### PROVIDED ENTRIES
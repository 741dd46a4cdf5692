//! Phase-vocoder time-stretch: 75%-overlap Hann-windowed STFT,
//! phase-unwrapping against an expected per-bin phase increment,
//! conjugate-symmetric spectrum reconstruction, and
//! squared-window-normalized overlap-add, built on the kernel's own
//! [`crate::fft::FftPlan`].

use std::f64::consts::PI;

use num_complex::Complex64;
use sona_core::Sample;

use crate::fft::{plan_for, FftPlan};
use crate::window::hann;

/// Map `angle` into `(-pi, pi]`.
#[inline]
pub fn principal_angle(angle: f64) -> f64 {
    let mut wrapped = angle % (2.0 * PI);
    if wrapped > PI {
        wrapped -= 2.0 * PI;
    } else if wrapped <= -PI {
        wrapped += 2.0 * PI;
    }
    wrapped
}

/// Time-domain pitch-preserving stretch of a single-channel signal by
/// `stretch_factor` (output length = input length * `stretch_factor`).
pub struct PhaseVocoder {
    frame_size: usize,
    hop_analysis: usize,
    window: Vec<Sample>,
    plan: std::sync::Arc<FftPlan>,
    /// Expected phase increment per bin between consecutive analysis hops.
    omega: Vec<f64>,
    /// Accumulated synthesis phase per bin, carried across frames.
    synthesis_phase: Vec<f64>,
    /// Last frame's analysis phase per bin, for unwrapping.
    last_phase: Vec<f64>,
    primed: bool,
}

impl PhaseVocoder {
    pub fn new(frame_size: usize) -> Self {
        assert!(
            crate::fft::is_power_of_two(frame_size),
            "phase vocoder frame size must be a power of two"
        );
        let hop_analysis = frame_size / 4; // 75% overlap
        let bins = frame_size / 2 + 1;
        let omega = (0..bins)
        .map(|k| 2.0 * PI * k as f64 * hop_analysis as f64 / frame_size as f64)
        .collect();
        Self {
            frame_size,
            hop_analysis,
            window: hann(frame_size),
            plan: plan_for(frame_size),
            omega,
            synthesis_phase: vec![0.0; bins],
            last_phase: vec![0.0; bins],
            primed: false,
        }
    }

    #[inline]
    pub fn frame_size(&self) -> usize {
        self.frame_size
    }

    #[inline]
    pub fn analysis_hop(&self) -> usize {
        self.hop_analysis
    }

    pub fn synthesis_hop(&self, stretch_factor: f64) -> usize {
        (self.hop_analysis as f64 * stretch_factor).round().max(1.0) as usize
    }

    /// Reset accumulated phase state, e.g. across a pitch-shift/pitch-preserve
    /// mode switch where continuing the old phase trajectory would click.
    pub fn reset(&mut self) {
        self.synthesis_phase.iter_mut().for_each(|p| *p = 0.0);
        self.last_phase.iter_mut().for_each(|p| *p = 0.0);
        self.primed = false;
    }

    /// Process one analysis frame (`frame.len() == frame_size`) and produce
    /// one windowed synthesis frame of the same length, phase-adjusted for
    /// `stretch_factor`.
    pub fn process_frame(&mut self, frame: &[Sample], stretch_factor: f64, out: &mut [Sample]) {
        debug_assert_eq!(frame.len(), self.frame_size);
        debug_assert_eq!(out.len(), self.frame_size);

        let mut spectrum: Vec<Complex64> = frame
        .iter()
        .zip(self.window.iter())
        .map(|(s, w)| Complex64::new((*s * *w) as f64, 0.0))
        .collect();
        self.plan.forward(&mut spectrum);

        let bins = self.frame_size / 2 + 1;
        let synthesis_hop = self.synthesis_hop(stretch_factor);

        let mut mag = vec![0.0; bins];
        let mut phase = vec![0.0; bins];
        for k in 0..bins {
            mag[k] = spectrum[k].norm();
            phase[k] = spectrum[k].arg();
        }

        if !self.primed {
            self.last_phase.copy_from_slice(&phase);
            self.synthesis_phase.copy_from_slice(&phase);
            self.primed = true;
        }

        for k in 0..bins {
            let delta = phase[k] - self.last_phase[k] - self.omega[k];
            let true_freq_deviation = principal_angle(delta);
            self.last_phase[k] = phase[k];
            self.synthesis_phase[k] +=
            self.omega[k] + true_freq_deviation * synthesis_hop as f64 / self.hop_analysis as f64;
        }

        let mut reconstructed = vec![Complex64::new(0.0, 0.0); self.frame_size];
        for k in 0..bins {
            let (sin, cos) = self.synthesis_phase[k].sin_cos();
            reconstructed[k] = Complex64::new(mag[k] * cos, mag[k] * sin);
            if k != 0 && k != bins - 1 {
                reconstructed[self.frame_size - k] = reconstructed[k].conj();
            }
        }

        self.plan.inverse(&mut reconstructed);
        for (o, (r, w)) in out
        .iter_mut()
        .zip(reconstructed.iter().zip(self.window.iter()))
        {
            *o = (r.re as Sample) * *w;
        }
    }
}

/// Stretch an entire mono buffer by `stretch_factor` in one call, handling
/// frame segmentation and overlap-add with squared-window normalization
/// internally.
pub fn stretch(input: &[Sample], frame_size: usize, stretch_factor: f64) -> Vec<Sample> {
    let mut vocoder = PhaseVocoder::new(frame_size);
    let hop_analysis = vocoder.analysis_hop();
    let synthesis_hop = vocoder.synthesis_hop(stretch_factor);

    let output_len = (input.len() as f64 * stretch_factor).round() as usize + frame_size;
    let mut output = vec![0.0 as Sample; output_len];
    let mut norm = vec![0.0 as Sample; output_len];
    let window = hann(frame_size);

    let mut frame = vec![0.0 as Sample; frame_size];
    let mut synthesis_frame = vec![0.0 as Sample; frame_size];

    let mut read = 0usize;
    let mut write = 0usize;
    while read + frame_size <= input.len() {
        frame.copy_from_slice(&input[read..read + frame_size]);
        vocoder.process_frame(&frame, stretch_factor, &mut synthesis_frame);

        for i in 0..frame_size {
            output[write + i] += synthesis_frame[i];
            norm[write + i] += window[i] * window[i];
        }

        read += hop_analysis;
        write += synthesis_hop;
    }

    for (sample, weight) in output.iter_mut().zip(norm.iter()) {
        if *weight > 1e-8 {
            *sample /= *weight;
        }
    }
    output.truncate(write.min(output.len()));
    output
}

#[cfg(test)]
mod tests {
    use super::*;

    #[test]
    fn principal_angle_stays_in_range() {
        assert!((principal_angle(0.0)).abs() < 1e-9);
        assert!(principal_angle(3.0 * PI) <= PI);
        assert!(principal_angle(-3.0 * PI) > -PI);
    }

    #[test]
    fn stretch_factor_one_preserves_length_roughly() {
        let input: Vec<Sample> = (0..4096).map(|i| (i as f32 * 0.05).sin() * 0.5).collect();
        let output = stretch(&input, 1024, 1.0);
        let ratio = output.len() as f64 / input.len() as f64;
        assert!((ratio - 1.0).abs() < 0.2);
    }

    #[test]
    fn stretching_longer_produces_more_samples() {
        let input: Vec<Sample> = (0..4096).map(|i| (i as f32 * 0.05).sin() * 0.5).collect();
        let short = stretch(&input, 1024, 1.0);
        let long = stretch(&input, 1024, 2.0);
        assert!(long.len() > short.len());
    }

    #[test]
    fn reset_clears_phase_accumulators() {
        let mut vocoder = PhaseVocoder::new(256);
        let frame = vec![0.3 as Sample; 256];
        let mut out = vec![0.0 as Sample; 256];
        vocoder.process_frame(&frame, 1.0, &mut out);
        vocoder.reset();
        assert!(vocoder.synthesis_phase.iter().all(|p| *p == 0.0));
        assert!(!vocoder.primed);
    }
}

### REQUIRED ACTION
Restate exactly each line of the data from the one bearing "vocoder.reset();" to the end, and add nothing.

### RESPONSE
        vocoder.reset();
        assert!(vocoder.synthesis_phase.iter().all(|p| *p == 0.0));
        assert!(!vocoder.primed);
    }
}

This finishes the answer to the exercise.